Given the subject of my paper and its timing—with all the hubbub in recent weeks about the release of the movie Fifty Shades of Grey—it seems appropriate to refer to E.L. James’s mega bestseller, which has a sexual scene on virtually every page.  Last fall, I read through most of Fifty Shades in about an hour in anticipation of teaching a workshop on writing about sex—or rather on not writing about sex—and based on that experience I was loathe to return to the book for this paper, so I’ll rely on Anthony Lane’s review of the movie in the February 23 issue of The New Yorker.  In comparing the film to the novel, Lane writes,

Above all, we are denied James’s personifications, which are so much livelier than her characters. . . . No new reader, however charitable, could open “Fifty Shades of Grey,” browse a few paragraphs, and reasonably conclude that the author was writing in her first language, or even her fourth.  There are poignant moments when the plainest of physical actions is left dangling beyond the reach of [James’s] prose.

Beyond the vapid prose, James’s problem, according to Gass’s theory, is that it is impossible to create an effective narrative climax when there is a sexual climax described in detail on every other page.  As Gass said in one of his most recent interviews, “[T]hat’s what ninety percent of bad literature is.  It’s just referring to these scenes in so-called real life that would be quite shattering, or pornographic, or whatever.  And it isn’t art” (Gerke 43).  Sadly, more than a hundred million people have bought copies of Fifty Shades of Grey (Andrew Lane’s figure)—which helps to explain why it’s so difficult to publish a literary novel in the United States, and if one does, it’s a challenge to get a hundred people to read it, let alone buy a copy.

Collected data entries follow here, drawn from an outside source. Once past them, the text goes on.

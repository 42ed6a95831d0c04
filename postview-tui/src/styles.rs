//! Ratatui style definitions for the post list
use ratatui::style::{Color, Modifier, Style};

/// Header title in bright cyan bold
pub const HEADER_TITLE: Style = Style::new().fg(Color::Cyan).add_modifier(Modifier::BOLD);

/// Loading placeholder in dim italics
pub const LOADING: Style = Style::new()
    .fg(Color::DarkGray)
    .add_modifier(Modifier::ITALIC);

/// Post titles in white
pub const POST_ITEM: Style = Style::new().fg(Color::White);

/// Highlighted selection in green bold reversed
pub const HIGHLIGHT: Style = Style::new()
    .fg(Color::Green)
    .add_modifier(Modifier::BOLD.union(Modifier::REVERSED));

/// Footer hint text
pub const HINT: Style = Style::new().fg(Color::DarkGray);
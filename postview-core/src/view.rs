//! Mount lifecycle of the post list.
//!
//! Mounting publishes `loading = true`, then spawns one fetch task. The task
//! only holds a weak reference to the state and watches a cancellation token,
//! so a fetch that resolves after teardown is dropped without touching
//! anything.

use std::sync::{Arc, Weak};

use postview_commons::{DiagnosticSink, TracingDiagnostics};
use tokio::sync::watch;
use tokio::task::JoinHandle;
use tokio_util::sync::CancellationToken;

use crate::error::FetchFailure;
use crate::post::Post;
use crate::source::PostSource;
use crate::state::ViewState;

type StateCell = watch::Sender<ViewState>;

/// An unmounted post list: a source plus the sink that receives fetch
/// failures.
pub struct PostListView {
    source: Arc<dyn PostSource>,
    diagnostics: Arc<dyn DiagnosticSink>,
}

impl PostListView {
    pub fn new(source: Arc<dyn PostSource>) -> Self {
        Self {
            source,
            diagnostics: Arc::new(TracingDiagnostics),
        }
    }

    pub fn with_diagnostics(mut self, diagnostics: Arc<dyn DiagnosticSink>) -> Self {
        self.diagnostics = diagnostics;
        self
    }

    /// Mount the view and start its single fetch.
    ///
    /// Must be called from within a tokio runtime. `loading` is already true
    /// in the returned handle's state.
    pub fn mount(self) -> MountedView {
        let (sender, _) = watch::channel(ViewState::default());
        let state = Arc::new(sender);
        state.send_modify(ViewState::begin_fetch);

        let cancel = CancellationToken::new();
        let task = tokio::spawn(run_fetch(
            self.source,
            Arc::downgrade(&state),
            cancel.clone(),
            self.diagnostics,
        ));
        tracing::debug!("post list mounted");

        MountedView {
            state,
            cancel,
            task: Some(task),
        }
    }
}

/// A mounted post list. Dropping it tears the view down.
pub struct MountedView {
    state: Arc<StateCell>,
    cancel: CancellationToken,
    task: Option<JoinHandle<()>>,
}

impl MountedView {
    pub fn snapshot(&self) -> ViewState {
        self.state.borrow().clone()
    }

    /// Receiver notified on every state change, for driving redraws.
    pub fn subscribe(&self) -> watch::Receiver<ViewState> {
        self.state.subscribe()
    }

    pub fn is_loading(&self) -> bool {
        self.state.borrow().loading
    }

    /// Wait until the fetch task has finished. Returns immediately if it
    /// already has been awaited.
    pub async fn settled(&mut self) {
        if let Some(task) = self.task.take()
            && let Err(error) = task.await
        {
            tracing::warn!(%error, "post fetch task ended abnormally");
        }
    }

    /// Tear the view down. A pending fetch is cancelled and its result, if
    /// any, discarded.
    pub fn unmount(self) {
        drop(self);
    }
}

impl Drop for MountedView {
    fn drop(&mut self) {
        self.cancel.cancel();
        tracing::debug!("post list unmounted");
    }
}

async fn run_fetch(
    source: Arc<dyn PostSource>,
    state: Weak<StateCell>,
    cancel: CancellationToken,
    diagnostics: Arc<dyn DiagnosticSink>,
) {
    let outcome = tokio::select! {
        biased;
        _ = cancel.cancelled() => {
            tracing::debug!("post list unmounted before fetch resolved");
            return;
        }
        outcome = source.fetch_posts() => outcome,
    };

    apply_outcome(&state, &cancel, outcome, diagnostics.as_ref());
}

/// Apply a resolved fetch to the view state. Returns false when the view is
/// gone and the outcome was discarded.
fn apply_outcome(
    state: &Weak<StateCell>,
    cancel: &CancellationToken,
    outcome: Result<Vec<Post>, FetchFailure>,
    diagnostics: &dyn DiagnosticSink,
) -> bool {
    if cancel.is_cancelled() {
        tracing::debug!("discarding fetch result for unmounted post list");
        return false;
    }
    let Some(state) = state.upgrade() else {
        tracing::debug!("discarding fetch result, post list state already dropped");
        return false;
    };

    let posts = match outcome {
        Ok(posts) => {
            tracing::debug!(count = posts.len(), "applying fetched posts");
            Some(posts)
        }
        Err(failure) => {
            tracing::error!(error = %failure, url = failure.url(), "failed to fetch posts");
            diagnostics.capture(&anyhow::Error::new(failure));
            None
        }
    };
    state.send_modify(|view| view.finish_fetch(posts));
    true
}
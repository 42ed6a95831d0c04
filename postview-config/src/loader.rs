use std::path::{Path, PathBuf};

use anyhow::{Context, Result};
use serde::Deserialize;

use crate::constants::files::CONFIG_FILE_NAME;
use crate::{DebugConfig, SourceConfig, UiConfig};

#[derive(Debug, Clone, Default, PartialEq, Deserialize)]
pub struct PostviewConfig {
    #[serde(default)]
    pub source: SourceConfig,
    #[serde(default)]
    pub ui: UiConfig,
    #[serde(default)]
    pub debug: DebugConfig,
}

impl PostviewConfig {
    pub fn validate(&self) -> Result<()> {
        self.source.validate()
    }
}

pub struct ConfigManager {
    config: PostviewConfig,
}

impl ConfigManager {
    /// Load `postview.toml` from the current directory.
    pub fn load() -> Result<Self> {
        let cwd = std::env::current_dir().context("failed to read current directory")?;
        Self::load_from_workspace(cwd)
    }

    pub fn load_from_workspace(workspace_root: impl AsRef<Path>) -> Result<Self> {
        let path = workspace_root.as_ref().join(CONFIG_FILE_NAME);
        Self::load_from_path(path)
    }

    /// Load from an explicit path. A missing file yields defaults.
    pub fn load_from_path(path: impl Into<PathBuf>) -> Result<Self> {
        let path = path.into();
        let config = if path.exists() {
            let raw = std::fs::read_to_string(&path)
                .with_context(|| format!("failed to read {}", path.display()))?;
            let parsed = toml::from_str::<PostviewConfig>(&raw)
                .with_context(|| format!("failed to parse {}", path.display()))?;
            tracing::debug!(path = %path.display(), "loaded config file");
            parsed
        } else {
            tracing::debug!(path = %path.display(), "config file not found, using defaults");
            PostviewConfig::default()
        };

        config
            .validate()
            .with_context(|| format!("invalid configuration in {}", path.display()))?;

        Ok(Self { config })
    }

    pub fn into_config(self) -> PostviewConfig {
        self.config
    }
}
/// Remote source defaults
pub mod source {
    pub const DEFAULT_ENDPOINT: &str = "https://jsonplaceholder.typicode.com/posts";
    pub const DEFAULT_TIMEOUT_SECONDS: u64 = 30;
    pub const DEFAULT_CONNECT_TIMEOUT_SECONDS: u64 = 5;
}

/// Terminal UI defaults
pub mod ui {
    pub const DEFAULT_TITLE: &str = "Posts";
    pub const DEFAULT_LOADING_TEXT: &str = "Loading . . .";
    pub const DEFAULT_TICK_RATE_HZ: f64 = 4.0;
    pub const MIN_TICK_RATE_HZ: f64 = 0.5;
    pub const MAX_TICK_RATE_HZ: f64 = 60.0;
    pub const CONTROLS_HINT: &str = "↑/↓ j/k to move  •  Home/End to jump  •  q/Esc to quit";
}

/// Config file discovery
pub mod files {
    pub const CONFIG_FILE_NAME: &str = "postview.toml";
}

/// Tracing defaults
pub mod debug {
    pub const DEFAULT_TRACE_TARGETS: &str =
        "postview,postview_core,postview_tui,postview_commons,postview_config";
}
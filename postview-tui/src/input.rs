use ratatui::crossterm::event::{Event, KeyCode, KeyEvent, KeyEventKind, KeyModifiers};

use crate::selection::Selection;
use postview_core::Post;

#[derive(Debug, Clone, Copy, PartialEq, Eq)]
pub enum Action {
    Quit,
    Previous,
    Next,
    First,
    Last,
}

impl Action {
    /// Apply a navigation action. Returns true when the loop should stop.
    pub fn apply(self, selection: &mut Selection, posts: &[Post]) -> bool {
        match self {
            Self::Quit => return true,
            Self::Previous => selection.previous(posts),
            Self::Next => selection.next(posts),
            Self::First => selection.first(posts),
            Self::Last => selection.last(posts),
        }
        false
    }
}

pub fn action_for_event(event: &Event) -> Option<Action> {
    match event {
        Event::Key(key) if key.kind == KeyEventKind::Press => action_for_key(key),
        _ => None,
    }
}

fn action_for_key(key: &KeyEvent) -> Option<Action> {
    match key.code {
        KeyCode::Char('c') if key.modifiers.contains(KeyModifiers::CONTROL) => Some(Action::Quit),
        KeyCode::Char('q') | KeyCode::Esc => Some(Action::Quit),
        KeyCode::Up | KeyCode::Char('k') => Some(Action::Previous),
        KeyCode::Down | KeyCode::Char('j') => Some(Action::Next),
        KeyCode::Home | KeyCode::Char('g') => Some(Action::First),
        KeyCode::End | KeyCode::Char('G') => Some(Action::Last),
        _ => None,
    }
}
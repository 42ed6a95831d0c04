//! Pure rendering of the post list.
//!
//! Output depends only on the view state, the labels and the selection, never
//! on how the state was reached.

use postview_config::UiConfig;
use postview_config::constants::ui;
use postview_core::ViewState;
use ratatui::buffer::Buffer;
use ratatui::layout::{Constraint, Layout, Rect};
use ratatui::text::Line;
use ratatui::widgets::{
    Block, BorderType, List, ListDirection, ListItem, ListState, Paragraph, StatefulWidget,
    Widget,
};

use crate::selection::Selection;
use crate::styles;

const HEADER_HEIGHT: u16 = 3;

/// Fixed text shown around the list.
#[derive(Debug, Clone, PartialEq, Eq)]
pub struct Labels {
    pub title: String,
    pub loading_text: String,
    pub hint: Option<String>,
}

impl Labels {
    pub fn from_config(config: &UiConfig) -> Self {
        Self {
            title: config.title.clone(),
            loading_text: config.loading_text.clone(),
            hint: Some(ui::CONTROLS_HINT.to_string()),
        }
    }

    pub fn without_hint(mut self) -> Self {
        self.hint = None;
        self
    }
}

impl Default for Labels {
    fn default() -> Self {
        Self::from_config(&UiConfig::default())
    }
}

pub struct PostListWidget<'a> {
    state: &'a ViewState,
    labels: &'a Labels,
    selection: &'a Selection,
}

impl<'a> PostListWidget<'a> {
    pub fn new(state: &'a ViewState, labels: &'a Labels, selection: &'a Selection) -> Self {
        Self {
            state,
            labels,
            selection,
        }
    }
}

impl Widget for PostListWidget<'_> {
    fn render(self, area: Rect, buf: &mut Buffer) {
        let hint_height = u16::from(self.labels.hint.is_some());
        let [header_area, body_area, hint_area] = Layout::vertical([
            Constraint::Length(HEADER_HEIGHT),
            Constraint::Min(1),
            Constraint::Length(hint_height),
        ])
        .areas(area);

        Paragraph::new(Line::styled(self.labels.title.as_str(), styles::HEADER_TITLE))
            .block(Block::bordered().border_type(BorderType::Rounded))
            .render(header_area, buf);

        if self.state.loading {
            Paragraph::new(Line::styled(
                self.labels.loading_text.as_str(),
                styles::LOADING,
            ))
            .render(body_area, buf);
        } else {
            let items: Vec<ListItem> = self
                .state
                .posts
                .iter()
                .map(|post| ListItem::new(post.title.as_str()).style(styles::POST_ITEM))
                .collect();

            let list = List::new(items)
                .block(Block::bordered().border_type(BorderType::Rounded))
                .highlight_style(styles::HIGHLIGHT)
                .highlight_symbol("> ")
                .direction(ListDirection::TopToBottom)
                .scroll_padding(1);

            let mut list_state =
                ListState::default().with_selected(self.selection.index_in(&self.state.posts));
            StatefulWidget::render(list, body_area, buf, &mut list_state);
        }

        if let Some(hint) = self.labels.hint.as_deref() {
            Paragraph::new(Line::styled(hint, styles::HINT)).render(hint_area, buf);
        }
    }
}

/// Plain-text rendering used by headless mode: the title, then either the
/// loading text or one post title per line.
pub fn render_plain(state: &ViewState, labels: &Labels) -> Vec<String> {
    let mut lines = vec![labels.title.clone()];
    if state.loading {
        lines.push(labels.loading_text.clone());
    } else {
        lines.extend(state.posts.iter().map(|post| post.title.clone()));
    }
    lines
}

#[cfg(test)]
mod tests {
    use super::*;
    use postview_core::Post;
    use pretty_assertions::assert_eq;

    fn render_lines(state: &ViewState, selection: &Selection, width: u16, height: u16) -> Vec<String> {
        let labels = Labels::default().without_hint();
        let area = Rect::new(0, 0, width, height);
        let mut buf = Buffer::empty(area);
        PostListWidget::new(state, &labels, selection).render(area, &mut buf);
        (0..height)
            .map(|y| {
                (0..width)
                    .map(|x| buf[(x, y)].symbol())
                    .collect::<String>()
                    .trim_end()
                    .to_string()
            })
            .collect()
    }

    fn contains(lines: &[String], needle: &str) -> bool {
        lines.iter().any(|line| line.contains(needle))
    }

    #[test]
    fn loading_shows_placeholder_and_no_items() {
        let state = ViewState {
            loading: true,
            posts: Vec::new(),
        };
        let lines = render_lines(&state, &Selection::default(), 40, 8);
        assert!(contains(&lines, "Posts"));
        assert!(contains(&lines, "Loading . . ."));
    }

    #[test]
    fn loading_hides_stale_posts() {
        let state = ViewState {
            loading: true,
            posts: vec![Post::new(1, "Stale")],
        };
        let lines = render_lines(&state, &Selection::default(), 40, 8);
        assert!(!contains(&lines, "Stale"));
    }

    #[test]
    fn single_post_is_listed_without_placeholder() {
        let state = ViewState {
            loading: false,
            posts: vec![Post::new(1, "Hello")],
        };
        let lines = render_lines(&state, &Selection::default(), 40, 8);
        assert!(contains(&lines, "> Hello"));
        assert!(!contains(&lines, "Loading"));
    }

    #[test]
    fn empty_list_renders_frame_only() {
        let state = ViewState::default();
        let lines = render_lines(&state, &Selection::default(), 20, 7);
        assert!(!contains(&lines, "Loading"));
        assert!(!contains(&lines, ">"));
        // Header box (3 rows) then the list box frame.
        assert!(lines[3].starts_with('╭'));
        assert!(lines[6].starts_with('╰'));
    }

    #[test]
    fn posts_render_in_order() {
        let state = ViewState {
            loading: false,
            posts: vec![Post::new(1, "alpha"), Post::new(2, "beta"), Post::new(3, "gamma")],
        };
        let lines = render_lines(&state, &Selection::default(), 30, 10);
        let position = |needle: &str| lines.iter().position(|line| line.contains(needle));
        assert!(position("alpha") < position("beta"));
        assert!(position("beta") < position("gamma"));
    }

    #[test]
    fn same_state_renders_identically_regardless_of_history() {
        let mut reached = ViewState::default();
        reached.begin_fetch();
        reached.finish_fetch(Some(vec![Post::new(1, "a")]));
        reached.begin_fetch();
        reached.finish_fetch(None);

        let built = ViewState {
            loading: false,
            posts: vec![Post::new(1, "a")],
        };

        let selection = Selection::default();
        assert_eq!(
            render_lines(&reached, &selection, 30, 8),
            render_lines(&built, &selection, 30, 8)
        );
    }

    #[test]
    fn plain_rendering_lists_titles() {
        let labels = Labels::default();
        let state = ViewState {
            loading: false,
            posts: vec![Post::new(1, "Hello"), Post::new(2, "World")],
        };
        assert_eq!(render_plain(&state, &labels), vec!["Posts", "Hello", "World"]);

        let loading = ViewState {
            loading: true,
            posts: Vec::new(),
        };
        assert_eq!(render_plain(&loading, &labels), vec!["Posts", "Loading . . ."]);
    }
}
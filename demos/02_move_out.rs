/// move out - deposit settlement against open dues
use chrono::{Duration, TimeZone, Utc};
use hostel_billing_rs::{
    Actor, BillingConfig, BillingEngine, BillingPeriod, Money, PaymentMethod, PaymentRequest,
    ResidentIntake, RoomType, SafeTimeProvider, TimeSource,
};

fn main() -> Result<(), Box<dyn std::error::Error>> {
    println!("=== move out example ===\n");

    let time = SafeTimeProvider::new(TimeSource::Test(
        Utc.with_ymd_and_hms(2024, 1, 1, 9, 0, 0).unwrap(),
    ));
    let control = time.test_control().unwrap();
    let warden = Actor::named("warden");

    let mut engine = BillingEngine::new(BillingConfig::default());
    let room = engine.add_room(
        "204",
        RoomType::TwoSeater,
        Money::from_major(4_000),
        &warden,
        &time,
    )?;
    let seat = engine
        .ledger()
        .seats_in(room)
        .next()
        .ok_or("room has no seats")?
        .id;
    let sara = engine.move_in(
        ResidentIntake {
            name: "Sara Khan".to_string(),
            cnic: "35202-2222222-2".to_string(),
            phone: None,
            guardian_phone: None,
            move_in: time.now().date_naive(),
            deposit: Some(Money::from_major(10_000)),
        },
        Some(seat),
        None,
        &warden,
        &time,
    )?;

    // deposit and january rent cleared in cash
    let move_in_invoices: Vec<_> = engine
        .ledger()
        .invoices_for(sara)
        .map(|i| (i.id, i.total_due))
        .collect();
    for (invoice_id, due) in move_in_invoices {
        engine.apply_payment(
            PaymentRequest {
                invoice_id,
                amount: due,
                date: time.now().date_naive(),
                method: PaymentMethod::Cash,
                notes: None,
            },
            &warden,
            &time,
        )?;
    }

    // february rent is billed but never paid
    control.advance(Duration::days(31));
    engine.generate_invoices("2024-02".parse()?, &warden, &time);

    let preview = engine.preview_settlement(sara)?;
    println!("deposit held {}", preview.deposit);
    println!("outstanding dues {}", preview.outstanding_dues);
    println!("net {}\n", preview.net);

    let settlement = engine.move_out(sara, &warden, &time)?;
    println!("applied {} against invoices", settlement.applied);
    if let Some(expense_id) = settlement.refund_expense {
        let refund = engine
            .ledger()
            .expenses()
            .iter()
            .find(|e| e.id == expense_id)
            .ok_or("refund expense missing")?;
        println!("refund booked: {} ({})", refund.title, refund.amount);
    }

    let february = engine
        .ledger()
        .invoice_for_period(sara, BillingPeriod::Month("2024-02".parse()?))
        .ok_or("february invoice missing")?;
    println!("february invoice now {}\n", february.status);

    println!("audit trail:");
    for entry in engine.audit().recent() {
        println!("  [{}] {}", entry.action, entry.details);
    }

    Ok(())
}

Middle C will almost certainly be William Gass’s final novel, but the ninety-year-old author has a new collection of novellas and stories coming out in October, titled Eyes, which will no doubt include material that he said he was working on in the mid-1990s.  In fact, Middle C was titled that in part because it was supposed to be the second of a trio of novellas, all with titles beginning with “C,” but the story of Joseph Skizzen kept expanding until Gass had a complete novel on his hands.  Presumably the novellas included in Eyes will be the companion pieces to Middle C.  Very little of that work has seen the light of publication, so not much is known about it.  One can rest fairly certain, however, that it will feature sexual language but no sexual scenes—unless they are absurdly comedic ones.

Works Cited

Ammon, Theodore G., ed. Conversations with William H. Gass. Jackson: UP of Mississippi, 2003. Print.

Brans, Jo.  “Games of the Extremes:  An Interview with William Gass.”  Ammon 96-110.

Gass, William H. “The Concept of Character in Fiction.” Fiction and the Figures of Life. Boston, MA: Nonpareil, 2000. 34-54. Print.

—-. Middle C. New York: Knopf, 2013. Print.

—-. On Being Blue:  A Philosophical Inquiry.  1976.  Boston, MA:  David R. Godine, 2007.  Print.

—-.  The Tunnel.  1995.  Champaign, IL:  Dalkey Archive, 2007.  Print.

—-.  Willie Masters’ Lonesome Wife.  1968.  Champaign, IL:  Dalkey Archive, 1998.  Print.

Gerke, Greg. “Many-Layered Anger: A Conversation with William Gass.” Tin House 14.2 (Dec. 2012): 30-45. Print.

Hix, H.L.  Understanding William H. Gass.  Columbia:  U of South Carolina P, 2002.  Print.

Lane, Anthony.  “No Pain, No Gain:  Fifty Shades of Grey.”  The New Yorker.  23 Feb. 2015.  Web.  15 Feb. 2015. [link]

LeClair, Thomas. “William Gass:  The Art of Fiction LXV.” 1976. Ammon 17-38. [link]

Note: I would like to thank Craig Saper, who sent me a pdf of his art book On Being Read, published in a limited edition by Diane Fine in 1985, as it was inspired by Gass’s On Being Blue.